The data.table Format

The data.table format also helps shorten code when working with data.frame structures. Most importantly, data.table handles big data very efficiently. You can convert a data.frame to data.table and back if needed.

Summary

The general form of data.table syntax is:

DT[i, j, by] 

We have seen so far that,


Using i:

  • We can subset rows similar to a data.frame- except you don't have to use DT$ repetitively since columns within the frame of a data.table are seen as if they are variables.

  • We can also sort a data.table using order(), which internally uses data.table's fast order for performance.

We can do much more in i by keying a data.table, which allows blazing fast subsets and joins. We will see this in the "Keys and fast binary search based subsets" and "Joins and rolling joins" vignette.


Using j:

  1. Select columns the data.table way: DT[, .(colA, colB)].

  2. Select columns the data.frame way: DT[, c("colA", "colB")].

  3. Compute on columns: DT[, .(sum(colA), mean(colB))].

  4. Provide names if necessary: DT[, .(sA =sum(colA), mB = mean(colB))].

  5. Combine with i: DT[colA > value, sum(colB)].

Using by:

  • Using by, we can group by columns by specifying a list of columns or a character vector of column names or even expressions. The flexibility of j, combined with by and i makes for a very powerful syntax.

  • by can handle multiple columns and also expressions.

  • We can keyby grouping columns to automatically sort the grouped result.

  • We can use .SD and .SDcols in j to operate on multiple columns using already familiar base functions. Here are some examples:

    1. DT[, lapply(.SD, fun), by = ..., .SDcols = ...] - applies fun to all columns specified in .SDcols while grouping by the columns specified in by.

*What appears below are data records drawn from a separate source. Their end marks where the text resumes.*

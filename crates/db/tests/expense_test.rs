//! Integration tests for the expense, category and preference repositories.

mod common;

use chrono::{TimeZone, Utc};
use rust_decimal_macros::dec;
use tally_core::expense::{Category, CategoryStore, Expense, ExpenseStore, UserPreferenceStore};
use tally_db::{CategoryRepository, ExpenseRepository, UserPreferenceRepository};
use tally_shared::types::{ExpenseId, UserId};

#[tokio::test]
#[ignore = "requires Postgres at DATABASE_URL"]
async fn test_expense_round_trip_keeps_exact_amounts() {
    let db = common::connect().await;
    let user = UserId::from(common::unique_user());
    let categories = CategoryRepository::new(db.clone());
    let category = categories
        .insert(&Category::new(user.clone(), "Food"))
        .await
        .expect("insert category");

    let at = Utc.with_ymd_and_hms(2025, 6, 10, 12, 0, 0).unwrap();
    let expense = Expense {
        id: ExpenseId::new(),
        user_id: user.clone(),
        description: "dinner".to_string(),
        original_amount: dec!(100.1234),
        currency: "USD".to_string(),
        home_amount: dec!(3153.8871),
        home_currency: "TWD".to_string(),
        exchange_rate: dec!(31.5),
        category_id: Some(category.id),
        account: "Cash".to_string(),
        expense_date: at,
        created_at: at,
        updated_at: at,
    };

    let repo = ExpenseRepository::new(db);
    repo.insert(&expense).await.expect("insert expense");
    let loaded = repo
        .find_by_id(expense.id)
        .await
        .expect("find expense")
        .expect("expense exists");

    assert_eq!(loaded.original_amount, dec!(100.1234));
    assert_eq!(loaded.home_amount, dec!(3153.8871));
    assert_eq!(loaded.category_id, Some(category.id));
    assert_eq!(loaded.expense_date, at);
}

#[tokio::test]
#[ignore = "requires Postgres at DATABASE_URL"]
async fn test_categories_listed_oldest_first_per_user() {
    let db = common::connect().await;
    let user = UserId::from(common::unique_user());
    let other = UserId::from(common::unique_user());
    let repo = CategoryRepository::new(db);

    let mut first = Category::new(user.clone(), "Food");
    first.created_at = Utc.with_ymd_and_hms(2025, 1, 1, 0, 0, 0).unwrap();
    let mut second = Category::new(user.clone(), "Transport");
    second.created_at = Utc.with_ymd_and_hms(2025, 2, 1, 0, 0, 0).unwrap();
    repo.insert(&second).await.expect("insert");
    repo.insert(&first).await.expect("insert");
    repo.insert(&Category::new(other, "Food")).await.expect("insert");

    let names: Vec<_> = repo
        .list_for_user(&user)
        .await
        .expect("list")
        .into_iter()
        .map(|c| c.name)
        .collect();

    assert_eq!(names, vec!["Food", "Transport"]);
}

#[tokio::test]
#[ignore = "requires Postgres at DATABASE_URL"]
async fn test_home_currency_upsert() {
    let db = common::connect().await;
    let user = UserId::from(common::unique_user());
    let repo = UserPreferenceRepository::new(db);

    assert_eq!(repo.home_currency(&user).await.expect("read"), None);

    repo.set_home_currency(&user, Some("jpy")).await.expect("set");
    assert_eq!(repo.home_currency(&user).await.expect("read").as_deref(), Some("JPY"));

    repo.set_home_currency(&user, None).await.expect("clear");
    assert_eq!(repo.home_currency(&user).await.expect("read"), None);
}
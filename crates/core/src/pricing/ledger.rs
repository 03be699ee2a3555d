//! Storage and provider seams for AI pricing.

use async_trait::async_trait;
use chrono::Utc;
use tally_shared::config::StaticPrice;
use tally_shared::types::{CurrencyCode, PricingConfigId};
use thiserror::Error;

use super::types::{PricingConfig, PricingConfigInput};
use crate::error::{ProviderError, StoreError};

/// Which half of a supersede failed.
#[derive(Debug, Clone, Error)]
pub enum SupersedeError {
    /// The current row could not be deactivated; nothing was created.
    #[error("Failed to deactivate current pricing: {0}")]
    Deactivate(StoreError),

    /// The current row was deactivated but the replacement was not created.
    #[error("Failed to create replacement pricing: {0}")]
    Create(StoreError),
}

/// Versioned price rows per (provider, model).
#[async_trait]
pub trait PricingLedger: Send + Sync {
    /// The active row for (provider, model), if any.
    async fn find_active(
        &self,
        provider: &str,
        model: &str,
    ) -> Result<Option<PricingConfig>, StoreError>;

    /// Marks a row inactive.
    async fn deactivate(&self, id: PricingConfigId) -> Result<(), StoreError>;

    /// Inserts a new active row.
    async fn create(&self, input: &PricingConfigInput) -> Result<PricingConfig, StoreError>;

    /// Replaces `current` with a new active row built from `replacement`.
    ///
    /// The default deactivates first and only creates when that succeeded.
    /// Stores with transactions should override this to do both atomically.
    async fn supersede(
        &self,
        current: &PricingConfig,
        replacement: &PricingConfigInput,
    ) -> Result<PricingConfig, SupersedeError> {
        self.deactivate(current.id)
            .await
            .map_err(SupersedeError::Deactivate)?;
        self.create(replacement).await.map_err(SupersedeError::Create)
    }
}

/// External source of current AI prices.
#[async_trait]
pub trait PricingProvider: Send + Sync {
    /// Fetches the current price of every model the provider knows.
    async fn fetch(&self) -> Result<Vec<PricingConfigInput>, ProviderError>;
}

/// Pricing provider backed by a fixed table, usually from configuration.
#[derive(Debug, Clone, Default)]
pub struct StaticPricingProvider {
    prices: Vec<StaticPrice>,
}

impl StaticPricingProvider {
    /// Creates a provider publishing `prices`.
    #[must_use]
    pub fn new(prices: Vec<StaticPrice>) -> Self {
        Self { prices }
    }
}

#[async_trait]
impl PricingProvider for StaticPricingProvider {
    async fn fetch(&self) -> Result<Vec<PricingConfigInput>, ProviderError> {
        let now = Utc::now();
        Ok(self
            .prices
            .iter()
            .map(|price| PricingConfigInput {
                provider: price.provider.clone(),
                model: price.model.clone(),
                input_token_price: price.input_token_price,
                output_token_price: price.output_token_price,
                currency: CurrencyCode::normalize(&price.currency),
                effective_date: now,
            })
            .collect())
    }
}

#[cfg(test)]
mod tests {
    use super::*;
    use crate::testing::InMemoryPricingLedger;
    use rust_decimal_macros::dec;
    use tally_shared::config::PricingFeedConfig;

    #[tokio::test]
    async fn test_static_provider_publishes_configured_rows() {
        let provider = StaticPricingProvider::new(PricingFeedConfig::default().static_prices);

        let rows = provider.fetch().await.unwrap();

        assert_eq!(rows.len(), 1);
        assert_eq!(rows[0].provider, "gemini");
        assert_eq!(rows[0].input_token_price, dec!(0.000000075));
        assert_eq!(rows[0].currency, "USD");
    }

    #[tokio::test]
    async fn test_default_supersede_skips_create_when_deactivate_fails() {
        let ledger = InMemoryPricingLedger::default();
        let current = ledger
            .create(&PricingConfigInput::new("gemini", "flash", dec!(0.1), dec!(0.2)))
            .await
            .unwrap();
        ledger.fail_deactivate(true);

        let err = ledger
            .supersede(
                &current,
                &PricingConfigInput::new("gemini", "flash", dec!(0.3), dec!(0.4)),
            )
            .await
            .unwrap_err();

        assert!(matches!(err, SupersedeError::Deactivate(_)));
        assert_eq!(ledger.rows().len(), 1);
        assert!(ledger.rows()[0].is_active);
    }
}
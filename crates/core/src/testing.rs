//! In-memory fakes for the storage and provider seams.

use std::collections::HashMap;
use std::sync::atomic::{AtomicBool, AtomicUsize, Ordering};
use std::sync::{Arc, Mutex};
use std::time::Duration;

use async_trait::async_trait;
use chrono::{NaiveDate, Utc};
use tally_shared::types::{CategoryId, ExpenseId, PricingConfigId, UserId};
use tokio::sync::{Barrier, mpsc};

use crate::ai::{AiBackend, AiCall, AiError};
use crate::cost::{AiCostLog, CostEvent, CostLogStore, CostMeterHandle};
use crate::currency::{ExchangeRate, ExchangeRateStore, RateProvider};
use crate::error::{ProviderError, StoreError};
use crate::expense::{Category, CategoryStore, Expense, ExpenseStore, UserPreferenceStore};
use crate::parsing::ParsedExpenseCandidate;
use crate::pricing::{PricingConfig, PricingConfigInput, PricingLedger, PricingProvider};

/// A cost handle whose queue the test reads directly.
pub fn recording_cost_meter(capacity: usize) -> (CostMeterHandle, mpsc::Receiver<CostEvent>) {
    let (tx, rx) = mpsc::channel(capacity);
    (CostMeterHandle::from_sender(tx), rx)
}

/// AI backend returning canned results.
pub struct ScriptedAi {
    parse: Mutex<AiCall<Vec<ParsedExpenseCandidate>>>,
    suggest: Mutex<AiCall<String>>,
    suggest_calls: AtomicUsize,
}

impl ScriptedAi {
    pub fn new() -> Self {
        Self {
            parse: Mutex::new(AiCall::failed(AiError::Disabled, None)),
            suggest: Mutex::new(AiCall::failed(AiError::Disabled, None)),
            suggest_calls: AtomicUsize::new(0),
        }
    }

    pub fn with_parse(self, call: AiCall<Vec<ParsedExpenseCandidate>>) -> Self {
        *self.parse.lock().unwrap() = call;
        self
    }

    pub fn set_suggest(&self, call: AiCall<String>) {
        *self.suggest.lock().unwrap() = call;
    }

    pub fn suggest_calls(&self) -> usize {
        self.suggest_calls.load(Ordering::SeqCst)
    }
}

impl Default for ScriptedAi {
    fn default() -> Self {
        Self::new()
    }
}

#[async_trait]
impl AiBackend for ScriptedAi {
    fn provider(&self) -> &str {
        "gemini"
    }

    fn model(&self) -> &str {
        "gemini-2.0-flash-lite"
    }

    async fn parse_expense(
        &self,
        _text: &str,
        _user_id: &UserId,
    ) -> AiCall<Vec<ParsedExpenseCandidate>> {
        self.parse.lock().unwrap().clone()
    }

    async fn suggest_category(&self, _description: &str, _user_id: &UserId) -> AiCall<String> {
        self.suggest_calls.fetch_add(1, Ordering::SeqCst);
        self.suggest.lock().unwrap().clone()
    }
}

#[derive(Default)]
pub struct InMemoryRateStore {
    rows: Mutex<Vec<ExchangeRate>>,
    fail_inserts: bool,
}

impl InMemoryRateStore {
    pub fn with_rate(self, rate: ExchangeRate) -> Self {
        self.rows.lock().unwrap().push(rate);
        self
    }

    pub fn failing_inserts(mut self) -> Self {
        self.fail_inserts = true;
        self
    }

    pub fn rows(&self) -> Vec<ExchangeRate> {
        self.rows.lock().unwrap().clone()
    }
}

#[async_trait]
impl ExchangeRateStore for InMemoryRateStore {
    async fn find_exact(
        &self,
        base: &str,
        target: &str,
        date: NaiveDate,
    ) -> Result<Option<ExchangeRate>, StoreError> {
        Ok(self
            .rows
            .lock()
            .unwrap()
            .iter()
            .rev()
            .find(|r| r.is_pair(base, target) && r.rate_date == date)
            .cloned())
    }

    async fn find_latest_on_or_before(
        &self,
        base: &str,
        target: &str,
        date: NaiveDate,
    ) -> Result<Option<ExchangeRate>, StoreError> {
        Ok(self
            .rows
            .lock()
            .unwrap()
            .iter()
            .enumerate()
            .filter(|(_, r)| r.is_pair(base, target) && r.rate_date <= date)
            .max_by_key(|(index, r)| (r.rate_date, *index))
            .map(|(_, r)| r.clone()))
    }

    async fn insert(&self, rate: &ExchangeRate) -> Result<(), StoreError> {
        if self.fail_inserts {
            return Err(StoreError::Database("insert rejected".to_string()));
        }
        self.rows.lock().unwrap().push(rate.clone());
        Ok(())
    }
}

pub struct StubRateProvider {
    rates: Vec<ExchangeRate>,
    error: Option<ProviderError>,
    failing_bases: Vec<String>,
    calls: AtomicUsize,
    last_symbols: Mutex<Vec<String>>,
}

impl StubRateProvider {
    pub fn new(rates: Vec<ExchangeRate>) -> Self {
        Self {
            rates,
            error: None,
            failing_bases: Vec::new(),
            calls: AtomicUsize::new(0),
            last_symbols: Mutex::new(Vec::new()),
        }
    }

    pub fn failing(error: ProviderError) -> Self {
        Self {
            error: Some(error),
            ..Self::new(Vec::new())
        }
    }

    pub fn failing_base(mut self, base: &str) -> Self {
        self.failing_bases.push(base.to_string());
        self
    }

    pub fn calls(&self) -> usize {
        self.calls.load(Ordering::SeqCst)
    }

    pub fn last_symbols(&self) -> Vec<String> {
        self.last_symbols.lock().unwrap().clone()
    }
}

#[async_trait]
impl RateProvider for StubRateProvider {
    async fn fetch(&self, base: &str, symbols: &[String]) -> Result<Vec<ExchangeRate>, ProviderError> {
        self.calls.fetch_add(1, Ordering::SeqCst);
        *self.last_symbols.lock().unwrap() = symbols.to_vec();

        if let Some(error) = &self.error {
            return Err(error.clone());
        }
        if self.failing_bases.iter().any(|b| b.eq_ignore_ascii_case(base)) {
            return Err(ProviderError::Status {
                status: 503,
                message: format!("{base} unavailable"),
            });
        }
        Ok(self
            .rates
            .iter()
            .filter(|r| r.base_currency.eq_ignore_ascii_case(base))
            .cloned()
            .collect())
    }
}

#[derive(Default)]
pub struct InMemoryPricingLedger {
    rows: Mutex<Vec<PricingConfig>>,
    fail_deactivate: AtomicBool,
    fail_find: AtomicBool,
    read_barrier: Option<Arc<Barrier>>,
}

impl InMemoryPricingLedger {
    /// Makes `parties` concurrent `find_active` calls wait for each other.
    pub fn with_read_barrier(mut self, parties: usize) -> Self {
        self.read_barrier = Some(Arc::new(Barrier::new(parties)));
        self
    }

    pub fn fail_deactivate(&self, fail: bool) {
        self.fail_deactivate.store(fail, Ordering::SeqCst);
    }

    pub fn fail_find(&self, fail: bool) {
        self.fail_find.store(fail, Ordering::SeqCst);
    }

    pub fn rows(&self) -> Vec<PricingConfig> {
        self.rows.lock().unwrap().clone()
    }

    pub fn active_rows(&self, provider: &str, model: &str) -> Vec<PricingConfig> {
        self.rows()
            .into_iter()
            .filter(|r| r.is_active && r.provider == provider && r.model == model)
            .collect()
    }
}

#[async_trait]
impl PricingLedger for InMemoryPricingLedger {
    async fn find_active(
        &self,
        provider: &str,
        model: &str,
    ) -> Result<Option<PricingConfig>, StoreError> {
        if let Some(barrier) = &self.read_barrier {
            barrier.wait().await;
        }
        if self.fail_find.load(Ordering::SeqCst) {
            return Err(StoreError::Database("lookup failed".to_string()));
        }
        Ok(self.active_rows(provider, model).into_iter().next())
    }

    async fn deactivate(&self, id: PricingConfigId) -> Result<(), StoreError> {
        if self.fail_deactivate.load(Ordering::SeqCst) {
            return Err(StoreError::Database("deactivate failed".to_string()));
        }
        let mut rows = self.rows.lock().unwrap();
        let row = rows
            .iter_mut()
            .find(|r| r.id == id && r.is_active)
            .ok_or_else(|| StoreError::Conflict(format!("pricing {id} is not active")))?;
        row.is_active = false;
        row.updated_at = Utc::now();
        Ok(())
    }

    async fn create(&self, input: &PricingConfigInput) -> Result<PricingConfig, StoreError> {
        let row = input.clone().into_active(Utc::now());
        self.rows.lock().unwrap().push(row.clone());
        Ok(row)
    }
}

pub struct StubPricingProvider {
    response: Mutex<Result<Vec<PricingConfigInput>, ProviderError>>,
}

impl StubPricingProvider {
    pub fn new(rows: Vec<PricingConfigInput>) -> Self {
        Self {
            response: Mutex::new(Ok(rows)),
        }
    }

    pub fn failing(error: ProviderError) -> Self {
        Self {
            response: Mutex::new(Err(error)),
        }
    }

    pub fn set(&self, rows: Vec<PricingConfigInput>) {
        *self.response.lock().unwrap() = Ok(rows);
    }
}

#[async_trait]
impl PricingProvider for StubPricingProvider {
    async fn fetch(&self) -> Result<Vec<PricingConfigInput>, ProviderError> {
        self.response.lock().unwrap().clone()
    }
}

#[derive(Default)]
pub struct InMemoryCostLogStore {
    rows: Mutex<Vec<AiCostLog>>,
    failing: bool,
    delay: Option<Duration>,
}

impl InMemoryCostLogStore {
    pub fn failing(mut self) -> Self {
        self.failing = true;
        self
    }

    pub fn with_delay(mut self, delay: Duration) -> Self {
        self.delay = Some(delay);
        self
    }

    pub fn rows(&self) -> Vec<AiCostLog> {
        self.rows.lock().unwrap().clone()
    }
}

#[async_trait]
impl CostLogStore for InMemoryCostLogStore {
    async fn insert(&self, log: &AiCostLog) -> Result<(), StoreError> {
        if let Some(delay) = self.delay {
            tokio::time::sleep(delay).await;
        }
        if self.failing {
            return Err(StoreError::Database("cost log insert failed".to_string()));
        }
        self.rows.lock().unwrap().push(log.clone());
        Ok(())
    }
}

#[derive(Default)]
pub struct InMemoryExpenseStore {
    rows: Mutex<Vec<Expense>>,
    failing: bool,
}

impl InMemoryExpenseStore {
    pub fn failing(mut self) -> Self {
        self.failing = true;
        self
    }

    pub fn rows(&self) -> Vec<Expense> {
        self.rows.lock().unwrap().clone()
    }
}

#[async_trait]
impl ExpenseStore for InMemoryExpenseStore {
    async fn insert(&self, expense: &Expense) -> Result<Expense, StoreError> {
        if self.failing {
            return Err(StoreError::Database("connection reset".to_string()));
        }
        self.rows.lock().unwrap().push(expense.clone());
        Ok(expense.clone())
    }

    async fn find_by_id(&self, id: ExpenseId) -> Result<Option<Expense>, StoreError> {
        Ok(self.rows.lock().unwrap().iter().find(|e| e.id == id).cloned())
    }
}

#[derive(Default)]
pub struct InMemoryCategoryStore {
    rows: Mutex<Vec<Category>>,
}

impl InMemoryCategoryStore {
    pub fn add(&self, category: Category) {
        self.rows.lock().unwrap().push(category);
    }
}

#[async_trait]
impl CategoryStore for InMemoryCategoryStore {
    async fn list_for_user(&self, user_id: &UserId) -> Result<Vec<Category>, StoreError> {
        Ok(self
            .rows
            .lock()
            .unwrap()
            .iter()
            .filter(|c| &c.user_id == user_id)
            .cloned()
            .collect())
    }

    async fn find_by_id(&self, id: CategoryId) -> Result<Option<Category>, StoreError> {
        Ok(self.rows.lock().unwrap().iter().find(|c| c.id == id).cloned())
    }

    async fn insert(&self, category: &Category) -> Result<Category, StoreError> {
        self.add(category.clone());
        Ok(category.clone())
    }
}

#[derive(Default)]
pub struct InMemoryPreferenceStore {
    home_currencies: Mutex<HashMap<UserId, String>>,
}

impl InMemoryPreferenceStore {
    pub fn set(&self, user_id: &UserId, currency: &str) {
        self.home_currencies
            .lock()
            .unwrap()
            .insert(user_id.clone(), currency.to_string());
    }
}

#[async_trait]
impl UserPreferenceStore for InMemoryPreferenceStore {
    async fn home_currency(&self, user_id: &UserId) -> Result<Option<String>, StoreError> {
        Ok(self.home_currencies.lock().unwrap().get(user_id).cloned())
    }
}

    2. DT[, head(.SD, 2), by = ...] - return the first two rows for each group.

    3. DT[col > val, head(.SD, 1), by = ...] - combine i along with j and by.

And remember the tip:

As long as j returns a list, each element of the list will become a column in the resulting data.table.

We will see how to add/update/delete columns by reference and how to combine them with i and by in the next vignette.